Demonstration of postsynaptic opioid modulation of thalamic projection neurons by the combined techniques of retrograde horseradish peroxidase and enkephalin immunocytochemistry.

Thalamic projection neurons represent a major source of nociceptive information from the dorsal horn to higher centers of the neuraxis. The synaptic relationship between thalamic projection neurons and the opioid peptide enkephalin (ENK) was examined at the light (LM) and ultrastructural (EM) level using the combined techniques of retrograde transport of horseradish peroxidase and ENK immunocytochemistry. Utilizing two different chromogens to develop the peroxidase reaction product, the two labeled neural elements could be readily distinguished at the LM level in the same tissue section.

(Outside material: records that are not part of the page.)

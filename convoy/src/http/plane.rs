//! Control plane REST API

use async_trait::async_trait;
use serde::Deserialize;

use crate::errors::ReconcileError;
use crate::http::client::HttpClient;
use crate::models::plane::{
    ClusterDescription, CreateServiceRequest, IngressOutcome, IngressRule, ServiceDescription,
    TargetHealth, TaskDefinitionRef, TaskDefinitionRequest, UpdateServiceRequest, VpcEndpoint,
};
use crate::plane::ControlPlane;

/// List of ingress rules response
#[derive(Debug, Clone, Deserialize)]
pub struct IngressRuleListResponse {
    pub rules: Vec<IngressRule>,
}

/// Target health response
#[derive(Debug, Clone, Deserialize)]
pub struct TargetHealthListResponse {
    pub targets: Vec<TargetHealth>,
}

#[async_trait]
impl ControlPlane for HttpClient {
    async fn describe_cluster(
        &self,
        name: &str,
    ) -> Result<Option<ClusterDescription>, ReconcileError> {
        self.get(self.endpoint(&["clusters", name])?).await
    }

    async fn describe_task_definition(
        &self,
        family: &str,
    ) -> Result<Option<TaskDefinitionRef>, ReconcileError> {
        self.get(self.endpoint(&["task-definitions", family, "latest"])?)
            .await
    }

    async fn register_task_definition(
        &self,
        request: &TaskDefinitionRequest,
    ) -> Result<TaskDefinitionRef, ReconcileError> {
        self.post(self.endpoint(&["task-definitions"])?, request).await
    }

    async fn describe_service(
        &self,
        cluster: &str,
        name: &str,
    ) -> Result<Option<ServiceDescription>, ReconcileError> {
        self.get(self.endpoint(&["clusters", cluster, "services", name])?)
            .await
    }

    async fn create_service(
        &self,
        request: &CreateServiceRequest,
    ) -> Result<ServiceDescription, ReconcileError> {
        let url = self.endpoint(&["clusters", &request.cluster, "services"])?;
        self.post(url, request).await
    }

    async fn update_service(
        &self,
        cluster: &str,
        name: &str,
        request: &UpdateServiceRequest,
    ) -> Result<ServiceDescription, ReconcileError> {
        let url = self.endpoint(&["clusters", cluster, "services", name])?;
        self.patch(url, request).await
    }

    async fn describe_vpc_endpoint(
        &self,
        vpc: &str,
        service_name: &str,
    ) -> Result<Option<VpcEndpoint>, ReconcileError> {
        self.get(self.endpoint(&["vpcs", vpc, "endpoints", service_name])?)
            .await
    }

    async fn describe_ingress_rules(
        &self,
        security_group: &str,
    ) -> Result<Vec<IngressRule>, ReconcileError> {
        let url = self.endpoint(&["security-groups", security_group, "ingress"])?;
        let response: Option<IngressRuleListResponse> = self.get(url).await?;
        Ok(response.map(|r| r.rules).unwrap_or_default())
    }

    async fn authorize_ingress(
        &self,
        rule: &IngressRule,
    ) -> Result<IngressOutcome, ReconcileError> {
        let url = self.endpoint(&["security-groups", &rule.security_group, "ingress"])?;
        match self.post_no_content(url, rule).await {
            Ok(_) => Ok(IngressOutcome::Created),
            // The provider rejects duplicate rules with a conflict
            Err(ReconcileError::Conflict(_)) => Ok(IngressOutcome::AlreadyExists),
            Err(e) => Err(e),
        }
    }

    async fn describe_target_health(
        &self,
        target_group_ref: &str,
    ) -> Result<Vec<TargetHealth>, ReconcileError> {
        let url = self.endpoint(&["target-groups", target_group_ref, "health"])?;
        let response: Option<TargetHealthListResponse> = self.get(url).await?;
        Ok(response.map(|r| r.targets).unwrap_or_default())
    }
}
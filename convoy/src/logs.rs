//! Logging configuration

use tracing_subscriber::{
    fmt,
    layer::SubscriberExt,
    util::SubscriberInitExt,
    EnvFilter,
};

use crate::errors::ReconcileError;

/// Log level configuration
#[derive(Debug, Clone, Default, PartialEq, Eq)]
pub enum LogLevel {
    Trace,
    Debug,
    #[default]
    Info,
    Warn,
    Error,
}

impl LogLevel {
    pub fn to_filter_string(&self) -> &'static str {
        match self {
            LogLevel::Trace => "trace",
            LogLevel::Debug => "debug",
            LogLevel::Info => "info",
            LogLevel::Warn => "warn",
            LogLevel::Error => "error",
        }
    }
}

impl std::str::FromStr for LogLevel {
    type Err = String;

    fn from_str(s: &str) -> Result<Self, Self::Err> {
        match s.to_lowercase().as_str() {
            "trace" => Ok(LogLevel::Trace),
            "debug" => Ok(LogLevel::Debug),
            "info" => Ok(LogLevel::Info),
            "warn" | "warning" => Ok(LogLevel::Warn),
            "error" => Ok(LogLevel::Error),
            _ => Err(format!("Invalid log level: {}", s)),
        }
    }
}

impl serde::Serialize for LogLevel {
    fn serialize<S>(&self, serializer: S) -> Result<S::Ok, S::Error>
    where
        S: serde::Serializer,
    {
        serializer.serialize_str(self.to_filter_string())
    }
}

impl<'de> serde::Deserialize<'de> for LogLevel {
    fn deserialize<D>(deserializer: D) -> Result<Self, D::Error>
    where
        D: serde::Deserializer<'de>,
    {
        let s = String::deserialize(deserializer)?;
        s.parse().map_err(serde::de::Error::custom)
    }
}

/// Logging options
#[derive(Debug, Clone)]
pub struct LogOptions {
    /// Log level
    pub log_level: LogLevel,

    /// Enable JSON format
    pub json_format: bool,

    /// Include span and target metadata in plain output
    pub verbose: bool,
}

impl Default for LogOptions {
    fn default() -> Self {
        Self {
            log_level: LogLevel::Info,
            json_format: false,
            verbose: false,
        }
    }
}

/// Initialize logging. Progress goes to stderr so stdout stays free for the summary.
pub fn init_logging(options: LogOptions) -> Result<(), ReconcileError> {
    let filter = EnvFilter::try_from_default_env()
        .unwrap_or_else(|_| EnvFilter::new(options.log_level.to_filter_string()));

    let subscriber = tracing_subscriber::registry().with(filter);

    if options.json_format {
        subscriber
            .with(fmt::layer().json().with_writer(std::io::stderr))
            .try_init()
            .map_err(|e| ReconcileError::Configuration(e.to_string()))?;
    } else {
        subscriber
            .with(
                fmt::layer()
                    .with_writer(std::io::stderr)
                    .with_target(options.verbose),
            )
            .try_init()
            .map_err(|e| ReconcileError::Configuration(e.to_string()))?;
    }

    Ok(())
}
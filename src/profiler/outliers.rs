//! Outlier detection over numeric columns.
//!
//! One strategy per run: leave-one-out z-scores with a single configured
//! threshold, applied uniformly to every numeric column. Each value is
//! scored against the mean and standard deviation of the *other* non-missing
//! values in its column; the plain z-score is bounded by (n-1)/sqrt(n) and
//! can never clear a 3.0 threshold on small samples, which would mask the
//! exact extreme values this stage exists to flag. Missing values are
//! excluded from the statistics, never imputed.

use super::NumericColumn;
use crate::types::OutlierSet;
use std::collections::BTreeSet;

/// Columns with fewer non-missing values than this are not evaluated; a
/// leave-one-out standard deviation needs at least two remaining points.
const MIN_EVALUATED_VALUES: usize = 3;

/// Flag rows whose value in any numeric column deviates from the rest of
/// that column by more than `threshold` leave-one-out standard deviations.
pub(crate) fn detect_outliers(columns: &[NumericColumn], threshold: f64) -> OutlierSet {
    let mut flagged_rows = BTreeSet::new();
    let mut evaluated_columns = Vec::new();

    for column in columns {
        let present: Vec<(usize, f64)> = column
            .values
            .iter()
            .enumerate()
            .filter_map(|(row, v)| v.map(|x| (row, x)))
            .collect();

        if present.len() < MIN_EVALUATED_VALUES {
            continue;
        }
        evaluated_columns.push(column.name.clone());

        let n = present.len() as f64;
        let sum: f64 = present.iter().map(|(_, x)| x).sum();
        let sum_sq: f64 = present.iter().map(|(_, x)| x * x).sum();

        for &(row, x) in &present {
            let rest_n = n - 1.0;
            let rest_mean = (sum - x) / rest_n;
            let rest_var =
                ((sum_sq - x * x) - rest_n * rest_mean * rest_mean).max(0.0) / (rest_n - 1.0);
            let rest_std = rest_var.sqrt();

            let deviates = if rest_std == 0.0 {
                // The rest of the column is constant: any different value is
                // infinitely many standard deviations away.
                x != rest_mean
            } else {
                ((x - rest_mean) / rest_std).abs() > threshold
            };

            if deviates {
                flagged_rows.insert(row);
            }
        }
    }

    OutlierSet {
        threshold,
        flagged_rows,
        evaluated_columns,
    }
}
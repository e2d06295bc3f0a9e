//! Narrative generation against an OpenAI-style completion endpoint.
//!
//! The provider serializes the profile to a bounded JSON digest, submits a
//! fixed two-message chat request over HTTPS with a per-attempt timeout,
//! and applies the retry contract: transient failures consume the attempt
//! budget, a rejected credential fails immediately, and a missing
//! credential is caught before any network call.

use super::NarrativeProvider;
use crate::error::{AnalysisError, Result};
use crate::types::{AnalysisProfile, NarrativeFailure, NarrativeResult};
use reqwest::StatusCode;
use reqwest::blocking::Client;
use serde::{Deserialize, Serialize};
use serde_json::json;
use std::time::Duration;
use tracing::warn;

/// Environment variable holding the bearer token.
pub const CREDENTIAL_ENV: &str = "AIPROXY_TOKEN";

/// Default completion endpoint.
const DEFAULT_ENDPOINT: &str = "https://api.openai.com/v1/chat/completions";

/// Default model for narrative generation.
const DEFAULT_MODEL: &str = "gpt-4o-mini";

/// Default per-attempt timeout in seconds.
const DEFAULT_TIMEOUT_SECS: u64 = 60;

/// Default temperature for narrative responses.
const DEFAULT_TEMPERATURE: f32 = 0.7;

/// Default max tokens for responses.
const DEFAULT_MAX_TOKENS: u32 = 1500;

/// Default attempt budget (first try included).
const DEFAULT_MAX_ATTEMPTS: usize = 3;

/// Default cap on columns serialized into the prompt digest.
const DEFAULT_PROMPT_COLUMN_CAP: usize = 30;

/// Flagged rows listed in the digest before truncation.
const DIGEST_OUTLIER_ROW_CAP: usize = 50;

const SYSTEM_PROMPT: &str = "You are a data analysis assistant.";

#[derive(Debug, Serialize)]
struct CompletionRequest {
    model: String,
    messages: Vec<Message>,
    temperature: f32,
    max_tokens: u32,
}

#[derive(Debug, Clone, Serialize, Deserialize)]
struct Message {
    role: String,
    content: String,
}

#[derive(Debug, Deserialize)]
struct CompletionResponse {
    choices: Option<Vec<Choice>>,
}

#[derive(Debug, Deserialize)]
struct Choice {
    message: Option<Message>,
}

/// One failed attempt, classified for the retry loop.
#[derive(Debug)]
pub(crate) enum AttemptError {
    /// Credential rejected; retrying cannot succeed.
    Auth(String),
    /// Connection error, timeout, non-2xx status, or malformed body.
    Transient(String),
}

/// Configuration for the completion provider.
#[derive(Debug, Clone)]
pub struct CompletionConfig {
    /// Model identifier sent with each request.
    pub model: String,
    /// Completion endpoint URL.
    pub endpoint: String,
    /// Temperature for response generation.
    pub temperature: f32,
    /// Maximum tokens in the response.
    pub max_tokens: u32,
    /// Per-attempt request timeout in seconds.
    pub timeout_secs: u64,
    /// Total attempt budget, first try included.
    pub max_attempts: usize,
    /// Maximum columns serialized into the prompt digest.
    pub prompt_column_cap: usize,
}

impl Default for CompletionConfig {
    fn default() -> Self {
        Self {
            model: DEFAULT_MODEL.to_string(),
            endpoint: DEFAULT_ENDPOINT.to_string(),
            temperature: DEFAULT_TEMPERATURE,
            max_tokens: DEFAULT_MAX_TOKENS,
            timeout_secs: DEFAULT_TIMEOUT_SECS,
            max_attempts: DEFAULT_MAX_ATTEMPTS,
            prompt_column_cap: DEFAULT_PROMPT_COLUMN_CAP,
        }
    }
}

impl CompletionConfig {
    /// Create a new configuration builder.
    pub fn builder() -> CompletionConfigBuilder {
        CompletionConfigBuilder::default()
    }
}

/// Builder for [`CompletionConfig`].
#[derive(Default)]
pub struct CompletionConfigBuilder {
    model: Option<String>,
    endpoint: Option<String>,
    temperature: Option<f32>,
    max_tokens: Option<u32>,
    timeout_secs: Option<u64>,
    max_attempts: Option<usize>,
    prompt_column_cap: Option<usize>,
}

impl CompletionConfigBuilder {
    /// Set the model to use.
    pub fn model(mut self, model: impl Into<String>) -> Self {
        self.model = Some(model.into());
        self
    }

    /// Set a custom endpoint URL.
    pub fn endpoint(mut self, endpoint: impl Into<String>) -> Self {
        self.endpoint = Some(endpoint.into());
        self
    }

    /// Set the temperature.
    pub fn temperature(mut self, temperature: f32) -> Self {
        self.temperature = Some(temperature);
        self
    }

    /// Set the maximum response tokens.
    pub fn max_tokens(mut self, max_tokens: u32) -> Self {
        self.max_tokens = Some(max_tokens);
        self
    }

    /// Set the per-attempt timeout in seconds.
    pub fn timeout_secs(mut self, timeout_secs: u64) -> Self {
        self.timeout_secs = Some(timeout_secs);
        self
    }

    /// Set the attempt budget (must be at least 1; first try included).
    pub fn max_attempts(mut self, max_attempts: usize) -> Self {
        self.max_attempts = Some(max_attempts);
        self
    }

    /// Set the prompt digest column cap.
    pub fn prompt_column_cap(mut self, cap: usize) -> Self {
        self.prompt_column_cap = Some(cap);
        self
    }

    /// Build the configuration.
    pub fn build(self) -> CompletionConfig {
        CompletionConfig {
            model: self.model.unwrap_or_else(|| DEFAULT_MODEL.to_string()),
            endpoint: self.endpoint.unwrap_or_else(|| DEFAULT_ENDPOINT.to_string()),
            temperature: self.temperature.unwrap_or(DEFAULT_TEMPERATURE),
            max_tokens: self.max_tokens.unwrap_or(DEFAULT_MAX_TOKENS),
            timeout_secs: self.timeout_secs.unwrap_or(DEFAULT_TIMEOUT_SECS),
            max_attempts: self.max_attempts.unwrap_or(DEFAULT_MAX_ATTEMPTS).max(1),
            prompt_column_cap: self.prompt_column_cap.unwrap_or(DEFAULT_PROMPT_COLUMN_CAP),
        }
    }
}

/// Narrative provider backed by an OpenAI-style chat-completion endpoint.
///
/// # Example
///
/// ```rust,ignore
/// use datasage::narrative::{CompletionConfig, CompletionProvider};
///
/// let provider = CompletionProvider::from_env()?;
///
/// // With custom configuration
/// let config = CompletionConfig::builder()
///     .model("gpt-4o")
///     .timeout_secs(30)
///     .build();
/// let provider = CompletionProvider::with_config("token", config)?;
/// ```
pub struct CompletionProvider {
    api_key: String,
    config: CompletionConfig,
    client: Client,
}

impl CompletionProvider {
    /// Create a provider with the default configuration.
    pub fn new(api_key: impl Into<String>) -> Result<Self> {
        Self::with_config(api_key, CompletionConfig::default())
    }

    /// Create a provider with custom configuration.
    pub fn with_config(api_key: impl Into<String>, config: CompletionConfig) -> Result<Self> {
        let api_key = api_key.into();
        if api_key.trim().is_empty() {
            return Err(AnalysisError::MissingCredential(CREDENTIAL_ENV.to_string()));
        }

        let client = Client::builder()
            .timeout(Duration::from_secs(config.timeout_secs))
            .build()?;

        Ok(Self {
            api_key,
            config,
            client,
        })
    }

    /// Create a provider from the `AIPROXY_TOKEN` environment variable.
    ///
    /// A missing or empty variable is a configuration failure raised here,
    /// before any network attempt.
    pub fn from_env() -> Result<Self> {
        Self::from_env_with_config(CompletionConfig::default())
    }

    /// Create a provider from the environment with custom configuration.
    pub fn from_env_with_config(config: CompletionConfig) -> Result<Self> {
        let api_key = std::env::var(CREDENTIAL_ENV)
            .map_err(|_| AnalysisError::MissingCredential(CREDENTIAL_ENV.to_string()))?;
        Self::with_config(api_key, config)
    }

    fn build_messages(&self, dataset_name: &str, profile: &AnalysisProfile) -> Vec<Message> {
        let digest = profile_digest(profile, self.config.prompt_column_cap);
        let body = serde_json::to_string_pretty(&digest).unwrap_or_else(|_| digest.to_string());

        vec![
            Message {
                role: "system".to_string(),
                content: SYSTEM_PROMPT.to_string(),
            },
            Message {
                role: "user".to_string(),
                content: format!(
                    "Analyze the dataset {dataset_name} and provide insights.\n\n\
                     Statistical profile:\n{body}\n\n\
                     Describe the notable distributions, correlations, outliers, \
                     and data quality issues, and what they imply."
                ),
            },
        ]
    }

    fn call_api(&self, messages: &[Message]) -> std::result::Result<String, AttemptError> {
        let request = CompletionRequest {
            model: self.config.model.clone(),
            messages: messages.to_vec(),
            temperature: self.config.temperature,
            max_tokens: self.config.max_tokens,
        };

        let response = self
            .client
            .post(&self.config.endpoint)
            .bearer_auth(&self.api_key)
            .header("Content-Type", "application/json")
            .json(&request)
            .send()
            .map_err(|e| AttemptError::Transient(e.to_string()))?;

        let status = response.status();
        if status == StatusCode::UNAUTHORIZED || status == StatusCode::FORBIDDEN {
            return Err(AttemptError::Auth(format!(
                "credential rejected by endpoint ({status})"
            )));
        }
        if !status.is_success() {
            let body = response.text().unwrap_or_default();
            return Err(AttemptError::Transient(format!(
                "endpoint returned {status}: {body}"
            )));
        }

        let parsed: CompletionResponse = response
            .json()
            .map_err(|e| AttemptError::Transient(format!("malformed response body: {e}")))?;

        parsed
            .choices
            .and_then(|choices| choices.into_iter().next())
            .and_then(|choice| choice.message)
            .map(|message| message.content)
            .ok_or_else(|| AttemptError::Transient("response carried no message content".into()))
    }
}

impl NarrativeProvider for CompletionProvider {
    fn generate_narrative(
        &self,
        dataset_name: &str,
        profile: &AnalysisProfile,
    ) -> NarrativeResult {
        let messages = self.build_messages(dataset_name, profile);
        run_with_retries(self.config.max_attempts, |_| self.call_api(&messages))
    }

    fn name(&self) -> &str {
        "completion-endpoint"
    }

    fn model(&self) -> Option<&str> {
        Some(&self.config.model)
    }
}

/// Drive attempts under the retry contract.
///
/// Transient failures retry until the budget is spent, then surface the
/// last failure as `Exhausted`. An auth failure returns immediately with no
/// further attempts. The returned result is terminal either way.
pub(crate) fn run_with_retries<F>(max_attempts: usize, mut attempt: F) -> NarrativeResult
where
    F: FnMut(usize) -> std::result::Result<String, AttemptError>,
{
    let max_attempts = max_attempts.max(1);
    let mut last_failure = String::new();

    for current in 1..=max_attempts {
        match attempt(current) {
            Ok(text) => return NarrativeResult::Text(text),
            Err(AttemptError::Auth(message)) => {
                warn!("narrative auth failure: {message}");
                return NarrativeResult::Failed {
                    kind: NarrativeFailure::Auth,
                    message,
                };
            }
            Err(AttemptError::Transient(message)) => {
                warn!("narrative attempt {current}/{max_attempts} failed: {message}");
                last_failure = message;
            }
        }
    }

    NarrativeResult::Failed {
        kind: NarrativeFailure::Exhausted,
        message: format!("failed after {max_attempts} attempts; last error: {last_failure}"),
    }
}

/// Bounded JSON digest of a profile for the user prompt.
pub(crate) fn profile_digest(profile: &AnalysisProfile, column_cap: usize) -> serde_json::Value {
    let shown = profile.column_summaries.len().min(column_cap);
    let columns: Vec<serde_json::Value> = profile.column_summaries[..shown]
        .iter()
        .map(|c| {
            json!({
                "name": c.name,
                "dtype": c.dtype,
                "missing": c.missing_count,
                "stats": c.stats,
            })
        })
        .collect();

    let flagged: Vec<usize> = profile
        .outliers
        .flagged_rows
        .iter()
        .take(DIGEST_OUTLIER_ROW_CAP)
        .copied()
        .collect();

    let mut digest = json!({
        "rows": profile.rows,
        "columns": profile.columns,
        "column_summaries": columns,
        "correlation": {
            "columns": profile.correlation.columns,
            "values": profile.correlation.values,
        },
        "outliers": {
            "threshold": profile.outliers.threshold,
            "flagged_count": profile.outliers.len(),
            "flagged_rows": flagged,
        },
        "normality": profile.normality,
    });

    if shown < profile.column_summaries.len() {
        digest["column_summaries_truncated"] =
            json!(profile.column_summaries.len() - shown);
    }
    if let Some(clusters) = &profile.clusters {
        digest["clusters"] = json!({ "k": clusters.k, "sizes": clusters.sizes });
    }

    digest
}

// ============================================================================
// Tests
// ============================================================================
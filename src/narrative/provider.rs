//! Narrative provider trait for abstracting the completion service.
//!
//! The pipeline only needs "profile in, narrative out", so the remote
//! service sits behind this trait. Tests substitute deterministic stubs and
//! alternative backends implement it without touching the pipeline.

use crate::types::{AnalysisProfile, NarrativeResult};

/// Trait for services that turn an [`AnalysisProfile`] into narrative text.
///
/// # Thread Safety
///
/// Implementations must be `Send + Sync`; the pipeline invokes the provider
/// from a spawned thread while charts render concurrently.
///
/// # Failure Handling
///
/// Failures are data, not errors: a provider returns
/// [`NarrativeResult::Failed`] and the returned value is terminal. The
/// caller never retries a result; any retry policy lives inside the
/// provider.
pub trait NarrativeProvider: Send + Sync {
    /// Generate narrative text for a profiled dataset.
    fn generate_narrative(&self, dataset_name: &str, profile: &AnalysisProfile)
    -> NarrativeResult;

    /// Provider name for logging and the report placeholder.
    fn name(&self) -> &str;

    /// The model in use, when the provider exposes one.
    fn model(&self) -> Option<&str> {
        None
    }
}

In the medullary, cervical, and lumbar levels of the dorsal horn of both the cat and monkey, at least 30% of the thalamic projection neurons in lamina I were observed at the LM level to be contacted by ENK-immunoreactive varicosities. In lamina V, approximately 50% of the thalamic projection neurons received ENK contacts. Since some neurons were not observed to receive a dense ENK innervation on their somata and proximal dendrites, these data suggest that there may be different functional types of thalamic projection neurons. At the EM level, the ENK-immunoreactive varicosities were observed to form asymmetrical synaptic contacts on the labeled somata and proximal dendrites of the projection neurons. In all cases, the ENK varicosities were morphologically similar and contained round or oval agranular vesicles and a few dense-core vesicles. These observations suggest that ENK acts to a substantial degree on postsynaptic opiate receptors located on thalamic projection neurons.